Menteri Koordinator Bidang Perekonomian (Menko Perekonomian), Airlangga Hartarto, mengatakan surplus neraca dagang tersebut tidak terlepas dari kinerja ekspor dan impor yang positif sepanjang 2021. 

"Bahkan tren surplus neraca dagang dapat dipertahankan Indonesia sejak Mei 2020 atau selama 20 bulan berturut-turut, di tengah situasi pandemi Covid-19. Hal ini membuktikan ekononomi Indonesia telah pulih," kata Menko Airlangga, dalam keterangan yang dikutip Selasa (18/1/2022).

Menurut dia, di tengah berbagai ketidakpastian global, Indonesia tetap mampu mencatatkan performa impresif pada neraca perdagangan. Kinerja ini akan meningkatkan resiliensi sektor eksternal Indonesia, sehingga semakin kuat menghadapi berbagai tantangan yang diperkirakan masih berlanjut di tahun ini. 

Menko Perekonomian menjelaskan, kinerja surplus neraca dagang sepanjang 2021 ditopang dari nilai ekspor yang mencapai 231,54 miliar dolar AS atau tumbuh double digit sebesar 41,88 persen (yoy). 

Hilirisasi komoditas unggulan, seperti turunan produk CPO, berhasil mendorong performa ekspor Indonesia. Hal tersebut tercermin dari ekspor komoditas lemak dan minyak hewan/nabati (HS 15) yang sepanjang 2021 mencapai 32,83 miliar dolar AS atau meningkat sebesar 58,48 persen (yoy).

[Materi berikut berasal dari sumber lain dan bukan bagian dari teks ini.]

//! `orgacct fetch <id>` – show one account.

use anyhow::Result;
use orgacct_core::{Client, OrganisationAccount};
use uuid::Uuid;

pub fn run_fetch(client: &Client, id: Uuid) -> Result<()> {
    let account = client.fetch(id)?;
    print_account(&account);
    Ok(())
}

pub(super) fn print_account(a: &OrganisationAccount) {
    let attrs = &a.attributes;
    println!("id:              {}", a.id);
    println!("organisation_id: {}", a.organisation_id);
    println!("version:         {}", a.version);
    println!("country:         {}", attrs.country);
    if let Some(currency) = &attrs.base_currency {
        println!("base_currency:   {}", currency);
    }
    if let Some(bank_id) = &attrs.bank_id {
        println!("bank_id:         {}", bank_id);
    }
    if let Some(bic) = &attrs.bic {
        println!("bic:             {}", bic);
    }
    if let Some(iban) = &attrs.iban {
        println!("iban:            {}", iban);
    }
    if !attrs.name.is_empty() {
        println!("name:            {}", attrs.name.join(" "));
    }
}
//! Caller-owned cancellation for in-flight calls.
//!
//! A `CancelToken` is cloned into every call made through a client handle. The
//! retry wait parks on the token's condvar, so `cancel()` wakes a sleeping call
//! immediately; the curl transport polls the token from its progress callback.

use std::sync::{Arc, Condvar, Mutex, PoisonError};
use std::time::{Duration, Instant};

#[derive(Debug, Default)]
struct Inner {
    cancelled: Mutex<bool>,
    wake: Condvar,
}

/// Shared cancellation flag. Clones observe the same state.
#[derive(Debug, Clone, Default)]
pub struct CancelToken {
    inner: Arc<Inner>,
}

impl CancelToken {
    pub fn new() -> Self {
        Self::default()
    }

    /// Request cancellation and wake every call currently waiting on this token.
    pub fn cancel(&self) {
        let mut cancelled = self
            .inner
            .cancelled
            .lock()
            .unwrap_or_else(PoisonError::into_inner);
        *cancelled = true;
        self.inner.wake.notify_all();
    }

    pub fn is_cancelled(&self) -> bool {
        *self
            .inner
            .cancelled
            .lock()
            .unwrap_or_else(PoisonError::into_inner)
    }

    /// Block for up to `timeout`. Returns true if the token was cancelled before
    /// (or while) waiting.
    pub fn wait(&self, timeout: Duration) -> bool {
        let deadline = Instant::now() + timeout;
        let mut cancelled = self
            .inner
            .cancelled
            .lock()
            .unwrap_or_else(PoisonError::into_inner);
        while !*cancelled {
            let now = Instant::now();
            if now >= deadline {
                return false;
            }
            let (guard, _) = self
                .inner
                .wake
                .wait_timeout(cancelled, deadline - now)
                .unwrap_or_else(PoisonError::into_inner);
            cancelled = guard;
        }
        true
    }
}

Selain CPO, hilirisasi komoditas nikel juga memperkuat performa ekspor Indonesia, dengan pertumbuhan ekspor komoditas nikel dan barang daripadanya (HS 75) mampu tumbuh sebesar 58,89 persen (yoy) menjadi sebesar 1,28 miliar dolar AS.

Dari 10 besar komoditas utama ekspor, komoditas bijih logam, terak dan abu (HS 26) mengalami pertumbuhan tertinggi yakni 96,32 persen (yoy) menjadi sebesar 6,35 miliar dolar AS.

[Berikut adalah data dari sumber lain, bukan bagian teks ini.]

//! In-memory organisation accounts API: create, fetch, zero-indexed paging and
//! versioned delete, with the same error messages the real service sends.

use super::{error_body, read_request, write_response, HttpRequest};
use orgacct_core::model::Envelope;
use orgacct_core::OrganisationAccount;
use std::net::{TcpListener, TcpStream};
use std::sync::{Arc, Mutex};
use std::thread;

const COLLECTION: &str = "/v1/organisation/accounts";
const DEFAULT_PAGE_SIZE: usize = 100;

type Store = Arc<Mutex<Vec<OrganisationAccount>>>;

/// Starts the server in a background thread and returns its base URL
/// (e.g. "http://127.0.0.1:12345"). The server runs until the process exits.
pub fn start() -> String {
    let listener = TcpListener::bind("127.0.0.1:0").expect("bind");
    let port = listener.local_addr().unwrap().port();
    let store: Store = Arc::new(Mutex::new(Vec::new()));
    thread::spawn(move || {
        for stream in listener.incoming().flatten() {
            let store = Arc::clone(&store);
            thread::spawn(move || handle(stream, &store));
        }
    });
    format!("http://127.0.0.1:{}", port)
}

fn handle(mut stream: TcpStream, store: &Store) {
    let Some(req) = read_request(&mut stream) else {
        return;
    };
    let (status, body) = route(&req, store);
    write_response(&mut stream, status, &body);
}

fn route(req: &HttpRequest, store: &Store) -> (u16, Vec<u8>) {
    if req.path == COLLECTION {
        return match req.method.as_str() {
            "GET" => list(req, store),
            "POST" => create(req, store),
            _ => (405, error_body("method not allowed")),
        };
    }
    let Some(id) = req
        .path
        .strip_prefix(COLLECTION)
        .and_then(|rest| rest.strip_prefix('/'))
    else {
        return (404, error_body("not found"));
    };
    match req.method.as_str() {
        "GET" => fetch(id, store),
        "DELETE" => delete(id, req, store),
        _ => (405, error_body("method not allowed")),
    }
}

fn list(req: &HttpRequest, store: &Store) -> (u16, Vec<u8>) {
    let accounts = store.lock().unwrap();
    let number = req
        .query_param("page[number]")
        .and_then(|v| v.parse::<usize>().ok())
        .unwrap_or(0);
    let size = req
        .query_param("page[size]")
        .and_then(|v| v.parse::<usize>().ok())
        .unwrap_or(DEFAULT_PAGE_SIZE);
    let page: Vec<&OrganisationAccount> =
        accounts.iter().skip(number * size).take(size).collect();
    (200, serde_json::to_vec(&serde_json::json!({ "data": page })).unwrap())
}

fn create(req: &HttpRequest, store: &Store) -> (u16, Vec<u8>) {
    let env: Envelope<OrganisationAccount> = match serde_json::from_slice(&req.body) {
        Ok(env) => env,
        Err(e) => return (400, error_body(&format!("invalid request body: {}", e))),
    };
    let account = env.data;
    let country = &account.attributes.country;
    if country.len() != 2 || !country.chars().all(|c| c.is_ascii_uppercase()) {
        return (
            400,
            error_body("validation failure list:\n\tcountry in body should match '^[A-Z]{2}$'"),
        );
    }
    let mut accounts = store.lock().unwrap();
    if accounts.iter().any(|a| a.id == account.id) {
        return (
            400,
            error_body("Account cannot be created as it violates a duplicate constraint"),
        );
    }
    accounts.push(account.clone());
    (201, serde_json::to_vec(&Envelope { data: account }).unwrap())
}

fn fetch(id: &str, store: &Store) -> (u16, Vec<u8>) {
    let accounts = store.lock().unwrap();
    match accounts.iter().find(|a| a.id.to_string() == id) {
        Some(a) => (200, serde_json::to_vec(&Envelope { data: a }).unwrap()),
        None => (404, error_body(&format!("record {} does not exist", id))),
    }
}

fn delete(id: &str, req: &HttpRequest, store: &Store) -> (u16, Vec<u8>) {
    let Some(version) = req
        .query_param("version")
        .and_then(|v| v.parse::<i64>().ok())
    else {
        return (400, error_body("version is required"));
    };
    let mut accounts = store.lock().unwrap();
    let Some(pos) = accounts.iter().position(|a| a.id.to_string() == id) else {
        return (404, error_body(&format!("record {} does not exist", id)));
    };
    if accounts[pos].version != version {
        return (409, error_body("invalid version"));
    }
    accounts.remove(pos);
    (204, Vec::new())
}
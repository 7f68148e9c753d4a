//! Errors produced by a single physical attempt and by the attempt loop.

use crate::http::Response;
use std::fmt;
use std::time::Duration;

/// Failure below HTTP: the request never produced a status code.
#[derive(Debug)]
pub enum TransportError {
    /// Curl reported an error (bad URL, connection refused, DNS, timeout, etc.).
    Curl(curl::Error),
    /// The transfer was stopped because the caller's cancel token fired.
    Aborted,
}

impl TransportError {
    pub fn is_timeout(&self) -> bool {
        matches!(self, TransportError::Curl(e) if e.is_operation_timedout())
    }
}

impl From<curl::Error> for TransportError {
    fn from(e: curl::Error) -> Self {
        TransportError::Curl(e)
    }
}

impl fmt::Display for TransportError {
    fn fmt(&self, f: &mut fmt::Formatter<'_>) -> fmt::Result {
        match self {
            TransportError::Curl(e) => write!(f, "{}", e),
            TransportError::Aborted => write!(f, "transfer aborted"),
        }
    }
}

impl std::error::Error for TransportError {
    fn source(&self) -> Option<&(dyn std::error::Error + 'static)> {
        match self {
            TransportError::Curl(e) => Some(e),
            TransportError::Aborted => None,
        }
    }
}

/// Terminal outcome of the attempt loop other than a final response.
#[derive(Debug)]
pub enum ExecuteError {
    /// Request construction or send failed. Never retried.
    Transport(TransportError),
    /// The server kept answering with a retriable status until the elapsed-time
    /// ceiling was reached. `last` is the final response received.
    RetriesExhausted {
        attempts: u32,
        elapsed: Duration,
        last: Response,
    },
    /// The caller's cancel token fired before a final response was obtained.
    Cancelled,
}

impl fmt::Display for ExecuteError {
    fn fmt(&self, f: &mut fmt::Formatter<'_>) -> fmt::Result {
        match self {
            ExecuteError::Transport(e) => write!(f, "transport: {}", e),
            ExecuteError::RetriesExhausted {
                attempts,
                elapsed,
                last,
            } => write!(
                f,
                "gave up after {} attempts in {:?}: last status HTTP {}",
                attempts, elapsed, last.status
            ),
            ExecuteError::Cancelled => write!(f, "request cancelled"),
        }
    }
}

impl std::error::Error for ExecuteError {
    fn source(&self) -> Option<&(dyn std::error::Error + 'static)> {
        match self {
            ExecuteError::Transport(e) => Some(e),
            ExecuteError::RetriesExhausted { .. } | ExecuteError::Cancelled => None,
        }
    }
}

Hal itu, lanjutnya, diikuti oleh ekspor komoditas besi dan baja (HS 72) yang juga naik signifikan mencapai 92,88% (yoy) menjadi senilai USD20,95 miliar.

“Pencapaian ini mengindikasikan pemulihan ekonomi Indonesia terus berlanjut. Tercermin pula dari meningkatnya penciptaan nilai tambah pada sektor manufaktur. Terbukti secara kumulatif, ekspor non migas hasil industri pengolahan Januari-Desember 2021 naik 35,11 persen (yoy) menjadi sebesar USD177,11 miliar,” kata Menko Airlangga.

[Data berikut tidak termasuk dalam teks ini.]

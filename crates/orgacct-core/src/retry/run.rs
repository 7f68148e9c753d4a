//! Attempt loop: drive one logical request through physical attempts until a
//! final response, a transport failure, exhaustion, or cancellation.
//!
//! The transitions live in `RetryMachine` and never block, so they can be tested
//! without a transport or a clock. `Executor` owns the only suspension point
//! (the `Waiting` state).

use super::error::{ExecuteError, TransportError};
use super::policy::{Backoff, RetryPolicy};
use crate::cancel::CancelToken;
use crate::http::{Request, Response, Transport};
use std::fmt;
use std::sync::Arc;
use std::time::{Duration, Instant};

/// State of one in-flight logical call.
#[derive(Debug)]
pub enum State {
    /// About to send physical attempt number `attempt` (1-based).
    Attempting { attempt: u32 },
    /// Attempt `attempt` got retriable `status`; sleep `delay` before the next one.
    Waiting {
        attempt: u32,
        status: u16,
        delay: Duration,
    },
    /// Final, non-retriable response (success or terminal error status).
    Succeeded(Response),
    /// Backoff ceiling reached while the server kept returning a retriable status.
    Exhausted { attempts: u32, last: Response },
    /// Request could not be built or sent.
    TransportFailed(TransportError),
    Cancelled,
}

impl State {
    pub fn is_terminal(&self) -> bool {
        !matches!(self, State::Attempting { .. } | State::Waiting { .. })
    }
}

/// Pure transition function over `State`, holding the per-call backoff progress.
pub struct RetryMachine<'a> {
    policy: &'a RetryPolicy,
    backoff: Backoff,
}

impl<'a> RetryMachine<'a> {
    pub fn new(policy: &'a RetryPolicy, backoff: Backoff) -> Self {
        Self { policy, backoff }
    }

    /// Transition out of `Attempting { attempt }` given the attempt's outcome and
    /// the time spent on the call so far.
    pub fn after_attempt(
        &mut self,
        attempt: u32,
        outcome: Result<Response, TransportError>,
        elapsed: Duration,
    ) -> State {
        let response = match outcome {
            Ok(response) => response,
            Err(TransportError::Aborted) => return State::Cancelled,
            Err(e) => return State::TransportFailed(e),
        };
        if !self.policy.is_retriable(response.status) {
            return State::Succeeded(response);
        }
        match self.backoff.next_backoff(elapsed) {
            Some(delay) => State::Waiting {
                attempt,
                status: response.status,
                delay,
            },
            None => State::Exhausted {
                attempts: attempt,
                last: response,
            },
        }
    }

    /// Transition out of `Waiting { attempt, .. }`.
    pub fn after_wait(&self, attempt: u32, cancelled: bool) -> State {
        if cancelled {
            State::Cancelled
        } else {
            State::Attempting {
                attempt: attempt + 1,
            }
        }
    }
}

/// Executes requests with retry. Immutable after construction; safe to share.
#[derive(Clone)]
pub struct Executor {
    transport: Arc<dyn Transport>,
    policy: RetryPolicy,
}

impl fmt::Debug for Executor {
    fn fmt(&self, f: &mut fmt::Formatter<'_>) -> fmt::Result {
        f.debug_struct("Executor")
            .field("policy", &self.policy)
            .finish_non_exhaustive()
    }
}

impl Executor {
    pub fn new(transport: Arc<dyn Transport>, policy: RetryPolicy) -> Self {
        Self { transport, policy }
    }

    pub fn policy(&self) -> &RetryPolicy {
        &self.policy
    }

    /// Returns the first non-retriable response. A returned response may still
    /// carry an error status; turning it into a domain error is the caller's job.
    pub fn execute(
        &self,
        request: &Request,
        cancel: Option<&CancelToken>,
    ) -> Result<Response, ExecuteError> {
        let started = Instant::now();
        let mut machine = RetryMachine::new(&self.policy, self.policy.backoff());
        let mut state = State::Attempting { attempt: 1 };

        loop {
            state = match state {
                State::Attempting { attempt } => {
                    if cancel.is_some_and(CancelToken::is_cancelled) {
                        State::Cancelled
                    } else {
                        let outcome = self.transport.send(request, cancel);
                        match &outcome {
                            Ok(r) => tracing::debug!(
                                method = %request.method,
                                url = %request.url,
                                attempt,
                                status = r.status,
                                "attempt finished"
                            ),
                            Err(e) => tracing::debug!(
                                method = %request.method,
                                url = %request.url,
                                attempt,
                                "attempt failed: {}",
                                e
                            ),
                        }
                        machine.after_attempt(attempt, outcome, started.elapsed())
                    }
                }
                State::Waiting {
                    attempt,
                    status,
                    delay,
                } => {
                    tracing::warn!(
                        url = %request.url,
                        attempt,
                        status,
                        "retriable status, backing off for {:?}",
                        delay
                    );
                    let cancelled = match cancel {
                        Some(token) => token.wait(delay),
                        None => {
                            std::thread::sleep(delay);
                            false
                        }
                    };
                    machine.after_wait(attempt, cancelled)
                }
                State::Succeeded(response) => return Ok(response),
                State::Exhausted { attempts, last } => {
                    let elapsed = started.elapsed();
                    tracing::warn!(
                        url = %request.url,
                        attempts,
                        status = last.status,
                        "retry ceiling reached after {:?}",
                        elapsed
                    );
                    return Err(ExecuteError::RetriesExhausted {
                        attempts,
                        elapsed,
                        last,
                    });
                }
                State::TransportFailed(e) => return Err(ExecuteError::Transport(e)),
                State::Cancelled => {
                    tracing::info!(url = %request.url, "request cancelled");
                    return Err(ExecuteError::Cancelled);
                }
            };
        }
    }
}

Sejalan dengan peningkatan ekspor, sisi impor Indonesia pada 2021 juga meningkat menjadi sebesar 196,20 miliar dolar AS atau tumbuh 38,59 persen (yoy). 

Struktur impor Indonesia di 2021 didominasi impor golongan bahan baku dan penolong senilai 147,38 miliar dolar AS (75,12 persen dari total impor), diikuti barang modal 28,63 miliar dolar AS (14,59 persen dari total impor), dan barang konsumsi 20,18 miliar dolar AS (10,29 persen dari total impor). 

Struktur tersebut mengindikasikan perekonomian Indonesia yang produktif melalui penciptaan nilai tambah yang lebih besar, baik untuk kebutuhan domestik maupun untuk diekspor kembali.

“Kinerja positif di 2021 ini akan terus dipertahankan Pemerintah dengan mengoptimalkan berbagai kebijakan, terutama dalam mendorong semakin banyaknya ekspor komoditas bernilai tambah,” tutur Airlangga.